• _Your task_
All of the data below should be returned exactly.

[Saved data entries]
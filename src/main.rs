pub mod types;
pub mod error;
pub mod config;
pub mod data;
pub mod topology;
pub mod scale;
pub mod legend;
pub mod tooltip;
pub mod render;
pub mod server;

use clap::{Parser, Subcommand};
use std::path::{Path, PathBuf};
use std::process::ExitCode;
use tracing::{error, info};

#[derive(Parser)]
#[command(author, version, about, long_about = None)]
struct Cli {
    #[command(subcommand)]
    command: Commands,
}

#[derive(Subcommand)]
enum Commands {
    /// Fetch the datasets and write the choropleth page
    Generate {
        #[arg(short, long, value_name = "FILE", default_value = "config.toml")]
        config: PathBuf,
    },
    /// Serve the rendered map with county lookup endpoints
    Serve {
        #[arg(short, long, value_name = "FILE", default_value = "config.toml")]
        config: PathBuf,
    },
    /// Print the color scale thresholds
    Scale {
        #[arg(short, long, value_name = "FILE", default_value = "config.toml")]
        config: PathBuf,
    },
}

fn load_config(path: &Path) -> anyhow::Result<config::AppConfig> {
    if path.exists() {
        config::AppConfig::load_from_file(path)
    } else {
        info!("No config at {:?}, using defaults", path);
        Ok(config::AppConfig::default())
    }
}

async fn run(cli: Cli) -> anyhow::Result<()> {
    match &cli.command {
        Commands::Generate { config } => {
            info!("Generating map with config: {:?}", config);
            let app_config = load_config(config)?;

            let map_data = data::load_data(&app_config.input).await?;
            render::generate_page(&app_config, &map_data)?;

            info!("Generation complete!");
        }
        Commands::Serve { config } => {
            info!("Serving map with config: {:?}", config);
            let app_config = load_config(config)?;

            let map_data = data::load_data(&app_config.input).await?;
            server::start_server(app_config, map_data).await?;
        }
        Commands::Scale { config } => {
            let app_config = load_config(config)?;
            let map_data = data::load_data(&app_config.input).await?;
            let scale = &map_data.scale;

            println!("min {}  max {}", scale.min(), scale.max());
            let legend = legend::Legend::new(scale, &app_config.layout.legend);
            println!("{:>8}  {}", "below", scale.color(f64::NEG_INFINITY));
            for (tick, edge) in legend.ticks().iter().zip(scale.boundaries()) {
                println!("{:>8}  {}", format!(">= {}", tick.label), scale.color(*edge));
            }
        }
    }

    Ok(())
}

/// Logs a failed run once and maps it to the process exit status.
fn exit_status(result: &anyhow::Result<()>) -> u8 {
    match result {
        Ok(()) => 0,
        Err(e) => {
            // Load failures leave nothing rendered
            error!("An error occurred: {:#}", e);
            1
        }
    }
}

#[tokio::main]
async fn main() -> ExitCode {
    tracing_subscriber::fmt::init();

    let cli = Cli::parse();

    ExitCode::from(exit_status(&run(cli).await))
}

• _Response to this exercise_
filename src/main.rs
pub mod types;
pub mod error;
pub mod config;
pub mod data;
pub mod topology;
pub mod scale;
pub mod legend;
pub mod tooltip;
pub mod render;
pub mod server;

use clap::{Parser, Subcommand};
use std::path::{Path, PathBuf};
use std::process::ExitCode;
use tracing::{error, info};

#[derive(Parser)]
#[command(author, version, about, long_about = None)]
struct Cli {
    #[command(subcommand)]
    command: Commands,
}

#[derive(Subcommand)]
enum Commands {
    /// Fetch the datasets and write the choropleth page
    Generate {
        #[arg(short, long, value_name = "FILE", default_value = "config.toml")]
        config: PathBuf,
    },
    /// Serve the rendered map with county lookup endpoints
    Serve {
        #[arg(short, long, value_name = "FILE", default_value = "config.toml")]
        config: PathBuf,
    },
    /// Print the color scale thresholds
    Scale {
        #[arg(short, long, value_name = "FILE", default_value = "config.toml")]
        config: PathBuf,
    },
}

fn load_config(path: &Path) -> anyhow::Result<config::AppConfig> {
    if path.exists() {
        config::AppConfig::load_from_file(path)
    } else {
        info!("No config at {:?}, using defaults", path);
        Ok(config::AppConfig::default())
    }
}

async fn run(cli: Cli) -> anyhow::Result<()> {
    match &cli.command {
        Commands::Generate { config } => {
            info!("Generating map with config: {:?}", config);
            let app_config = load_config(config)?;

            let map_data = data::load_data(&app_config.input).await?;
            render::generate_page(&app_config, &map_data)?;

            info!("Generation complete!");
        }
        Commands::Serve { config } => {
            info!("Serving map with config: {:?}", config);
            let app_config = load_config(config)?;

            let map_data = data::load_data(&app_config.input).await?;
            server::start_server(app_config, map_data).await?;
        }
        Commands::Scale { config } => {
            let app_config = load_config(config)?;
            let map_data = data::load_data(&app_config.input).await?;
            let scale = &map_data.scale;

            println!("min {}  max {}", scale.min(), scale.max());
            let legend = legend::Legend::new(scale, &app_config.layout.legend);
            println!("{:>8}  {}", "below", scale.color(f64::NEG_INFINITY));
            for (tick, edge) in legend.ticks().iter().zip(scale.boundaries()) {
                println!("{:>8}  {}", format!(">= {}", tick.label), scale.color(*edge));
            }
        }
    }

    Ok(())
}

/// Logs a failed run once and maps it to the process exit status.
fn exit_status(result: &anyhow::Result<()>) -> u8 {
    match result {
        Ok(()) => 0,
        Err(e) => {
            // Load failures leave nothing rendered
            error!("An error occurred: {:#}", e);
            1
        }
    }
}

#[tokio::main]
async fn main() -> ExitCode {
    tracing_subscriber::fmt::init();

    let cli = Cli::parse();

    ExitCode::from(exit_status(&run(cli).await))
}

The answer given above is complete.